HARRISBURG, Pa. — The Pennsylvania Department of Health says mistakes in the allocation of COVID-19 vaccines could impact 120,000 vaccination appointments in the next couple of weeks.
During a briefing Wednesday morning, Acting Secretary of Health Allison Beam explained that providers mistakenly used 200,000 vaccine doses meant for second doses as first doses.
That could change up to 60,000 first-dose appointments and 60,000 second-dose appointments.
The CDC says the second dose should come within 42 days after the first dose, and the state says it is going to meet that time frame but has to move around vaccine allotments to make that work.
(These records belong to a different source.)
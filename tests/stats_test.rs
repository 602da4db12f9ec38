// ABOUTME: Integration tests for completion statistics derivation
// ABOUTME: Covers percentages, zero guards, and both completion reasons
//
// SPDX-License-Identifier: MIT OR Apache-2.0
// Copyright (c) 2025 Athletica

#![allow(clippy::unwrap_used, clippy::expect_used)]

use athletica::models::{PlanCompletionReason, WorkoutDay};
use athletica::stats::calculate_completion_stats;
use chrono::{Days, NaiveDate, Utc};
use uuid::Uuid;

fn day(day_number: u32, is_rest_day: bool, is_completed: bool) -> WorkoutDay {
    let date = NaiveDate::from_ymd_opt(2025, 6, 1)
        .unwrap()
        .checked_add_days(Days::new(u64::from(day_number - 1)))
        .unwrap();
    WorkoutDay {
        id: Uuid::new_v4(),
        training_plan_id: Uuid::new_v4(),
        day_number,
        date,
        workout_description: if is_rest_day {
            "Odpoczynek".to_owned()
        } else {
            "Bieg 8 km".to_owned()
        },
        is_rest_day,
        is_completed,
        completed_at: is_completed.then(Utc::now),
    }
}

#[test]
fn test_week_with_rest_day_fully_completed() {
    // Days 1-6 trained and done, day 7 rest.
    let mut days: Vec<WorkoutDay> = (1..=6).map(|n| day(n, false, true)).collect();
    days.push(day(7, true, false));

    let end_date = NaiveDate::from_ymd_opt(2025, 6, 7).unwrap();
    let today = NaiveDate::from_ymd_opt(2025, 6, 5).unwrap();
    let stats = calculate_completion_stats(&days, end_date, today);

    assert_eq!(stats.total_workouts, 6);
    assert_eq!(stats.completed_workouts, 6);
    assert_eq!(stats.total_rest_days, 1);
    assert_eq!(stats.completion_percentage, 100);
    assert!(stats.is_plan_completed);
    assert_eq!(
        stats.completion_reason,
        Some(PlanCompletionReason::AllWorkoutsDone)
    );
}

#[test]
fn test_fresh_plan_reports_zero_progress() {
    let days: Vec<WorkoutDay> = (1..=70)
        .map(|n| day(n, n % 7 == 0, false))
        .collect();

    let end_date = NaiveDate::from_ymd_opt(2025, 8, 9).unwrap();
    let today = NaiveDate::from_ymd_opt(2025, 6, 1).unwrap();
    let stats = calculate_completion_stats(&days, end_date, today);

    assert_eq!(stats.total_workouts, 60);
    assert_eq!(stats.completed_workouts, 0);
    assert_eq!(stats.total_rest_days, 10);
    assert_eq!(stats.completion_percentage, 0);
    assert!(!stats.is_plan_completed);
    assert_eq!(stats.completion_reason, None);
}

#[test]
fn test_percentage_is_rounded() {
    let days = vec![
        day(1, false, true),
        day(2, false, false),
        day(3, false, false),
    ];

    let end_date = NaiveDate::from_ymd_opt(2025, 6, 30).unwrap();
    let today = NaiveDate::from_ymd_opt(2025, 6, 2).unwrap();
    let stats = calculate_completion_stats(&days, end_date, today);

    // 1/3 rounds to 33, not truncates to 33.33.
    assert_eq!(stats.completion_percentage, 33);

    let days = vec![
        day(1, false, true),
        day(2, false, true),
        day(3, false, false),
    ];
    let stats = calculate_completion_stats(&days, end_date, today);
    assert_eq!(stats.completion_percentage, 67);
}

#[test]
fn test_all_rest_days_guard_against_division_by_zero() {
    let days = vec![day(1, true, false), day(2, true, false)];

    let end_date = NaiveDate::from_ymd_opt(2025, 6, 30).unwrap();
    let today = NaiveDate::from_ymd_opt(2025, 6, 2).unwrap();
    let stats = calculate_completion_stats(&days, end_date, today);

    assert_eq!(stats.total_workouts, 0);
    assert_eq!(stats.completion_percentage, 0);
    // Zero workouts leaves nothing to do, so the plan counts as completed.
    assert!(stats.is_plan_completed);
    assert_eq!(
        stats.completion_reason,
        Some(PlanCompletionReason::AllWorkoutsDone)
    );
}

#[test]
fn test_elapsed_end_date_completes_unfinished_plan() {
    let days = vec![
        day(1, false, true),
        day(2, false, false),
        day(3, true, false),
    ];

    let end_date = NaiveDate::from_ymd_opt(2025, 6, 3).unwrap();
    let today = NaiveDate::from_ymd_opt(2025, 6, 10).unwrap();
    let stats = calculate_completion_stats(&days, end_date, today);

    assert_eq!(stats.completion_percentage, 50);
    assert!(stats.is_plan_completed);
    assert_eq!(
        stats.completion_reason,
        Some(PlanCompletionReason::EndDatePassed)
    );
}

#[test]
fn test_end_date_today_is_not_elapsed() {
    let days = vec![day(1, false, false)];

    let today = NaiveDate::from_ymd_opt(2025, 6, 3).unwrap();
    let stats = calculate_completion_stats(&days, today, today);

    assert!(!stats.is_plan_completed);
    assert_eq!(stats.completion_reason, None);
}
// ABOUTME: Atomic persistence of a generated training plan
// ABOUTME: Profile, records, plan row, and all 70 days commit or roll back together
//
// SPDX-License-Identifier: MIT OR Apache-2.0
// Copyright (c) 2025 Athletica

//! # Plan Materialization
//!
//! Turns a validated generation command plus the AI's day descriptors into
//! durable rows. All writes happen inside a single transaction:
//!
//! 1. upsert the user's profile
//! 2. replace the personal record set
//! 3. deactivate the previously active plan
//! 4. insert the new plan row (active, starting today)
//! 5. insert the 70 workout days
//! 6. refetch plan and days, ordered by day number
//!
//! A failure at any step rolls the whole batch back, so the user's prior
//! plan stays active and untouched.

use chrono::{DateTime, Days, NaiveDate, Utc};
use sqlx::SqlitePool;
use tracing::{debug, info, instrument};
use uuid::Uuid;

use crate::database::{personal_records, plans, profiles};
use crate::errors::{AppError, AppResult};
use crate::models::{
    DayDescriptor, GenerateTrainingPlanCommand, PlanWithDays, TrainingPlan, WorkoutDay,
    PLAN_LENGTH_DAYS,
};

/// Step names used in materialization logs
#[derive(Debug, Clone, Copy)]
enum MaterializeStep {
    UpsertProfile,
    ReplaceRecords,
    DeactivatePlan,
    InsertPlan,
    InsertDays,
    Refetch,
}

impl MaterializeStep {
    const fn as_str(self) -> &'static str {
        match self {
            Self::UpsertProfile => "upsert_profile",
            Self::ReplaceRecords => "replace_records",
            Self::DeactivatePlan => "deactivate_plan",
            Self::InsertPlan => "insert_plan",
            Self::InsertDays => "insert_days",
            Self::Refetch => "refetch",
        }
    }
}

/// Writes generated plans to the database atomically
pub struct PlanMaterializer {
    pool: SqlitePool,
}

impl PlanMaterializer {
    /// Create a new materializer over the shared pool
    #[must_use]
    pub const fn new(pool: SqlitePool) -> Self {
        Self { pool }
    }

    /// Persist a generated plan for the user, replacing any active plan
    ///
    /// The plan starts on `today` and ends 69 days later; each day's date is
    /// `today + (day_number - 1)`. Descriptors must already be sorted and
    /// contiguous (the parser guarantees this), but their count and day
    /// number range are re-checked before the first write.
    ///
    /// # Errors
    ///
    /// Returns a data integrity error if the descriptor count or a day
    /// number is out of range, or a database error if any step fails. No
    /// rows change on error.
    #[instrument(skip_all, fields(user_id = %user_id))]
    pub async fn materialize(
        &self,
        user_id: Uuid,
        command: &GenerateTrainingPlanCommand,
        descriptors: &[DayDescriptor],
        today: NaiveDate,
        now: DateTime<Utc>,
    ) -> AppResult<PlanWithDays> {
        if descriptors.len() != PLAN_LENGTH_DAYS as usize {
            return Err(AppError::integrity(format!(
                "Refusing to materialize {} descriptors, expected {PLAN_LENGTH_DAYS}",
                descriptors.len()
            )));
        }
        if let Some(bad) = descriptors
            .iter()
            .find(|d| d.day_number == 0 || d.day_number > PLAN_LENGTH_DAYS)
        {
            return Err(AppError::integrity(format!(
                "Refusing to materialize day number {}, expected 1-{PLAN_LENGTH_DAYS}",
                bad.day_number
            )));
        }

        let plan = new_plan_row(user_id, today, now)?;

        let mut tx = self
            .pool
            .begin()
            .await
            .map_err(|e| AppError::database(format!("Failed to begin transaction: {e}")))?;

        debug!(step = MaterializeStep::UpsertProfile.as_str(), "Materializing plan");
        profiles::upsert_in_tx(&mut tx, user_id, &command.profile, now).await?;

        debug!(step = MaterializeStep::ReplaceRecords.as_str(), "Materializing plan");
        personal_records::replace_all_in_tx(&mut tx, user_id, &command.personal_records, now)
            .await?;

        debug!(step = MaterializeStep::DeactivatePlan.as_str(), "Materializing plan");
        let replaced = plans::deactivate_active_in_tx(&mut tx, user_id).await?;

        debug!(step = MaterializeStep::InsertPlan.as_str(), "Materializing plan");
        plans::insert_plan_in_tx(&mut tx, &plan).await?;

        debug!(step = MaterializeStep::InsertDays.as_str(), "Materializing plan");
        for descriptor in descriptors {
            let day = new_day_row(&plan, descriptor)?;
            plans::insert_day_in_tx(&mut tx, &day).await?;
        }

        debug!(step = MaterializeStep::Refetch.as_str(), "Materializing plan");
        let result = plans::fetch_plan_with_days_in_tx(&mut tx, plan.id).await?;

        tx.commit()
            .await
            .map_err(|e| AppError::database(format!("Failed to commit plan: {e}")))?;

        info!(
            plan_id = %plan.id,
            start_date = %plan.start_date,
            end_date = %plan.end_date,
            replaced_previous = replaced,
            "Training plan materialized"
        );

        Ok(result)
    }
}

fn new_plan_row(user_id: Uuid, today: NaiveDate, now: DateTime<Utc>) -> AppResult<TrainingPlan> {
    let end_date = today
        .checked_add_days(Days::new(u64::from(PLAN_LENGTH_DAYS - 1)))
        .ok_or_else(|| AppError::internal("Plan end date out of range"))?;

    Ok(TrainingPlan {
        id: Uuid::new_v4(),
        user_id,
        start_date: today,
        end_date,
        is_active: true,
        generated_at: now,
    })
}

fn new_day_row(plan: &TrainingPlan, descriptor: &DayDescriptor) -> AppResult<WorkoutDay> {
    let date = plan
        .start_date
        .checked_add_days(Days::new(u64::from(descriptor.day_number - 1)))
        .ok_or_else(|| AppError::internal("Workout day date out of range"))?;

    Ok(WorkoutDay {
        id: Uuid::new_v4(),
        training_plan_id: plan.id,
        day_number: descriptor.day_number,
        date,
        workout_description: descriptor.workout_description.clone(),
        is_rest_day: descriptor.is_rest_day,
        is_completed: false,
        completed_at: None,
    })
}
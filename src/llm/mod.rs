// ABOUTME: AI plan-generation adapter: provider trait and response contract
// ABOUTME: Enforces the exactly-70-day shape before anything touches storage
//
// SPDX-License-Identifier: MIT OR Apache-2.0
// Copyright (c) 2025 Athletica

//! # AI Plan Generator
//!
//! The generation provider is an opaque, fallible function from a validated
//! profile to exactly 70 structured day descriptors. This module defines the
//! [`PlanGenerator`] seam and the shared response validation every provider
//! goes through.
//!
//! Failure taxonomy:
//! - `AI_SERVICE_UNAVAILABLE`: the provider reported rate limiting or
//!   unavailability; the caller may suggest trying later.
//! - `AI_SERVICE_MISCONFIGURED`: provider credentials are absent. Operational,
//!   not user-fixable.
//! - `AI_MALFORMED_RESPONSE`: the payload cannot be parsed as the expected
//!   structure, or the day count is anything other than exactly 70. The 10-week
//!   shape is a domain invariant; there is no partial acceptance, truncation,
//!   or padding.
//!
//! Providers never retry internally: retries are the orchestration's call and
//! are surfaced to the user.

mod openrouter;
mod prompts;

pub use openrouter::{OpenRouterConfig, OpenRouterProvider};
pub use prompts::build_plan_prompt;

use async_trait::async_trait;
use serde::Deserialize;

use crate::errors::{AppError, AppResult};
use crate::models::{DayDescriptor, GenerationProfile, RecordInput, PLAN_LENGTH_DAYS};

/// Seam for the external plan-generation service
#[async_trait]
pub trait PlanGenerator: Send + Sync {
    /// Generate exactly 70 day descriptors for the given profile
    ///
    /// # Errors
    ///
    /// Returns an AI-kind error per the module taxonomy; never a partially
    /// valid plan.
    async fn generate_plan(
        &self,
        profile: &GenerationProfile,
        personal_records: &[RecordInput],
    ) -> AppResult<Vec<DayDescriptor>>;
}

/// Wire shape of the generated plan inside the model's text content
#[derive(Debug, Deserialize)]
struct PlanPayload {
    workout_days: Vec<DayDescriptor>,
}

/// Parse and validate a provider's text content into day descriptors
///
/// The descriptors must number exactly 70 and carry day numbers 1..=70 with no
/// gaps or duplicates. Descriptors are returned ordered by day number.
///
/// # Errors
///
/// Returns `AI_MALFORMED_RESPONSE` for unparseable content or any day-count or
/// day-number violation.
pub fn parse_plan_response(content: &str) -> AppResult<Vec<DayDescriptor>> {
    let payload: PlanPayload = serde_json::from_str(content)
        .map_err(|e| AppError::ai_malformed(format!("Failed to parse AI-generated plan: {e}")))?;

    let mut days = payload.workout_days;
    if days.len() != PLAN_LENGTH_DAYS as usize {
        return Err(AppError::ai_malformed(format!(
            "Expected {PLAN_LENGTH_DAYS} workout days, got {}",
            days.len()
        )));
    }

    days.sort_by_key(|d| d.day_number);
    for (i, day) in days.iter().enumerate() {
        let expected = i as u32 + 1;
        if day.day_number != expected {
            return Err(AppError::ai_malformed(format!(
                "Day numbers must cover 1..={PLAN_LENGTH_DAYS} exactly; expected {expected}, got {}",
                day.day_number
            )));
        }
    }

    Ok(days)
}
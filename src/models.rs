// ABOUTME: Core domain types for training plans, workout days, and survey commands
// ABOUTME: Includes constructor-level invariant checks and survey validation
//
// SPDX-License-Identifier: MIT OR Apache-2.0
// Copyright (c) 2025 Athletica

//! # Domain Models
//!
//! Data structures shared across the server and the client engine: the user
//! profile captured by the survey, personal records, the 10-week training plan
//! with its 70 workout days, and the derived completion statistics.
//!
//! Invariants are enforced where the values are constructed, not only at the
//! storage boundary: a [`WorkoutDay`] cannot be built as a completed rest day,
//! and a [`GenerateTrainingPlanCommand`] only exists for survey input that
//! passed field validation.

use chrono::{DateTime, NaiveDate, Utc};
use serde::{Deserialize, Serialize};
use uuid::Uuid;

use crate::errors::{AppError, AppResult};

/// Every plan spans exactly ten weeks
pub const TRAINING_WEEKS: u32 = 10;

/// Number of workout-day rows materialized per plan
pub const PLAN_LENGTH_DAYS: u32 = TRAINING_WEEKS * 7;

/// Race distances supported by the survey and by personal records
#[derive(Debug, Clone, Copy, PartialEq, Eq, Serialize, Deserialize)]
pub enum Distance {
    /// 5 kilometers
    #[serde(rename = "5K")]
    FiveK,
    /// 10 kilometers
    #[serde(rename = "10K")]
    TenK,
    /// 21.0975 kilometers
    #[serde(rename = "Half Marathon")]
    HalfMarathon,
    /// 42.195 kilometers
    #[serde(rename = "Marathon")]
    Marathon,
}

impl Distance {
    /// Convert to database string representation
    #[must_use]
    pub const fn as_str(&self) -> &'static str {
        match self {
            Self::FiveK => "5K",
            Self::TenK => "10K",
            Self::HalfMarathon => "Half Marathon",
            Self::Marathon => "Marathon",
        }
    }

    /// Parse from database or survey string representation
    #[must_use]
    pub fn parse(s: &str) -> Option<Self> {
        match s {
            "5K" => Some(Self::FiveK),
            "10K" => Some(Self::TenK),
            "Half Marathon" => Some(Self::HalfMarathon),
            "Marathon" => Some(Self::Marathon),
            _ => None,
        }
    }
}

/// Gender as captured by the survey
#[derive(Debug, Clone, Copy, PartialEq, Eq, Serialize, Deserialize)]
pub enum Gender {
    /// Male
    M,
    /// Female
    F,
}

impl Gender {
    /// Convert to database string representation
    #[must_use]
    pub const fn as_str(&self) -> &'static str {
        match self {
            Self::M => "M",
            Self::F => "F",
        }
    }

    /// Parse from database or survey string representation
    #[must_use]
    pub fn parse(s: &str) -> Option<Self> {
        match s {
            "M" => Some(Self::M),
            "F" => Some(Self::F),
            _ => None,
        }
    }
}

/// One survey-derived profile per user, fully replaced on every generation
#[derive(Debug, Clone, Serialize, Deserialize)]
pub struct Profile {
    /// Owning user
    pub user_id: Uuid,
    /// Target race distance
    pub goal_distance: Distance,
    /// Current weekly running volume in kilometers
    pub weekly_km: f64,
    /// Training days per week (2-7)
    pub training_days_per_week: u32,
    /// Age in years (1-119)
    pub age: u32,
    /// Weight in kilograms
    pub weight: f64,
    /// Height in centimeters
    pub height: u32,
    /// Gender
    pub gender: Gender,
    /// Creation timestamp
    pub created_at: DateTime<Utc>,
    /// Last update timestamp
    pub updated_at: DateTime<Utc>,
}

/// A personal best for one race distance
#[derive(Debug, Clone, Serialize, Deserialize)]
pub struct PersonalRecord {
    /// Unique identifier
    pub id: Uuid,
    /// Owning user
    pub user_id: Uuid,
    /// Race distance
    pub distance: Distance,
    /// Finish time in seconds
    pub time_seconds: u32,
    /// Creation timestamp
    pub created_at: DateTime<Utc>,
}

/// One row per generation event; at most one active per user
#[derive(Debug, Clone, Serialize, Deserialize)]
pub struct TrainingPlan {
    /// Unique identifier
    pub id: Uuid,
    /// Owning user
    pub user_id: Uuid,
    /// First day of the plan
    pub start_date: NaiveDate,
    /// Last day of the plan (`start_date` + 69 days, fixed at creation)
    pub end_date: NaiveDate,
    /// Whether this plan governs the dashboard
    pub is_active: bool,
    /// When the plan was generated
    pub generated_at: DateTime<Utc>,
}

/// A single day of a training plan
#[derive(Debug, Clone, PartialEq, Serialize, Deserialize)]
pub struct WorkoutDay {
    /// Unique identifier
    pub id: Uuid,
    /// Owning plan
    pub training_plan_id: Uuid,
    /// Position within the plan (1-70, unique per plan)
    pub day_number: u32,
    /// Calendar date (`start_date` + `day_number` - 1)
    pub date: NaiveDate,
    /// Free-text workout description from the generator
    pub workout_description: String,
    /// Rest days are permanently non-completable
    pub is_rest_day: bool,
    /// Completion flag toggled from the dashboard
    pub is_completed: bool,
    /// Mutation time of the last completion, non-null iff `is_completed`
    pub completed_at: Option<DateTime<Utc>>,
}

impl WorkoutDay {
    /// Validate the completion invariants of a day record
    ///
    /// # Errors
    ///
    /// Returns an integrity error if a rest day is marked completed, or if
    /// `completed_at` disagrees with `is_completed`.
    pub fn check_invariants(&self) -> AppResult<()> {
        if self.is_rest_day && self.is_completed {
            return Err(AppError::integrity(format!(
                "workout day {} is a completed rest day",
                self.id
            )));
        }
        if self.is_completed != self.completed_at.is_some() {
            return Err(AppError::integrity(format!(
                "workout day {} has completed_at inconsistent with is_completed",
                self.id
            )));
        }
        Ok(())
    }
}

/// An active (or freshly created) plan together with its 70 days
#[derive(Debug, Clone, Serialize, Deserialize)]
pub struct PlanWithDays {
    /// The plan row
    #[serde(flatten)]
    pub plan: TrainingPlan,
    /// All 70 days, ordered by `day_number`
    pub workout_days: Vec<WorkoutDay>,
}

/// Why a plan counts as completed
#[derive(Debug, Clone, Copy, PartialEq, Eq, Serialize, Deserialize)]
#[serde(rename_all = "snake_case")]
pub enum PlanCompletionReason {
    /// Every non-rest day has been checked off
    AllWorkoutsDone,
    /// The calendar end date has passed, regardless of unfinished days
    EndDatePassed,
}

/// Aggregate progress derived from day records; never persisted
#[derive(Debug, Clone, PartialEq, Eq, Serialize, Deserialize)]
pub struct CompletionStats {
    /// Count of non-rest days
    pub total_workouts: u32,
    /// Count of non-rest days with `is_completed`
    pub completed_workouts: u32,
    /// Count of rest days
    pub total_rest_days: u32,
    /// round(100 * completed / total), 0 when there are no workouts
    pub completion_percentage: u32,
    /// Whether the plan counts as completed
    pub is_plan_completed: bool,
    /// Which branch made the plan completed, when it is
    #[serde(skip_serializing_if = "Option::is_none")]
    pub completion_reason: Option<PlanCompletionReason>,
}

/// One AI-provided day before persistence
#[derive(Debug, Clone, Serialize, Deserialize)]
pub struct DayDescriptor {
    /// Position within the plan (1-70)
    pub day_number: u32,
    /// Workout description, or the rest-day label
    pub workout_description: String,
    /// Whether this day is a rest day
    pub is_rest_day: bool,
}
This is not a medical issue but a supply issue. The first and second shots of the vaccine are the same vaccine.
There is timing involved in getting the two doses of the COVID-19 vaccine, the time needed between the two doses.
The Department of Health says it realized it didn't have enough Moderna vaccine for people needing to get their second shots in the coming week.
Beam says the department discovered this week that some providers were giving first doses of the vaccine using shots that were supposed to be for second doses.
"This was a structural issue that started in January. It was an inadvertent use of Moderna second doses, and it was an issue that compounded week over week," Beam explained.
To make up for the vaccine that was already used, the state says it has to use supplies meant for other appointments to make sure that people who need second shots get them in time.
Here's the impact:
- Delays for 30,000 to 55,000 first-dose appointments,
- Delays for 30,000 to 60,000 second-dose appointments.
- Total of 60,000 to 120,000 people affected over the next three weeks.
"What we're doing now is right-tracking this, and it will probably take this week and maybe next week and the following week to be able to put us all on more stable ground."
Doses for the Moderna vaccine are supposed to be four weeks apart, but the CDC says they can be up to six weeks.
The big question for the state is, how did this happen?
"Who made this mistake and how? Another part of our understanding of this issue is we are not here to have blame placed anywhere. In fact, we want to make sure instead all of us are focused on the path forward," Beam added.